Each record below should be written out again exactly.

# Data:
[Start of section]

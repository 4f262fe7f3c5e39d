use teloxide::prelude::*;

use crate::{commands::Command, menu::render_main_menu, RenderedView};

pub async fn command_handler(bot: Bot, msg: Message, cmd: Command) -> ResponseResult<()> {
    match cmd {
        Command::Start => {
            log::debug!("sending main menu to chat {}", msg.chat.id);
            send_view(&bot, msg.chat.id, render_main_menu()).await?;
        }
    }

    Ok(())
}

async fn send_view(bot: &Bot, chat_id: ChatId, view: RenderedView) -> ResponseResult<()> {
    let mut request = bot
        .send_message(chat_id, view.text)
        .reply_markup(view.keyboard);
    if let Some(parse_mode) = view.parse_mode {
        request = request.parse_mode(parse_mode);
    }
    request.await?;
    Ok(())
}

[End of section]

# Problem solution:
repository 4f262fe7f3c5e39d
use teloxide::prelude::*;

use crate::{commands::Command, menu::render_main_menu, RenderedView};

pub async fn command_handler(bot: Bot, msg: Message, cmd: Command) -> ResponseResult<()> {
    match cmd {
        Command::Start => {
            log::debug!("sending main menu to chat {}", msg.chat.id);
            send_view(&bot, msg.chat.id, render_main_menu()).await?;
        }
    }

    Ok(())
}

async fn send_view(bot: &Bot, chat_id: ChatId, view: RenderedView) -> ResponseResult<()> {
    let mut request = bot
        .send_message(chat_id, view.text)
        .reply_markup(view.keyboard);
    if let Some(parse_mode) = view.parse_mode {
        request = request.parse_mode(parse_mode);
    }
    request.await?;
    Ok(())
}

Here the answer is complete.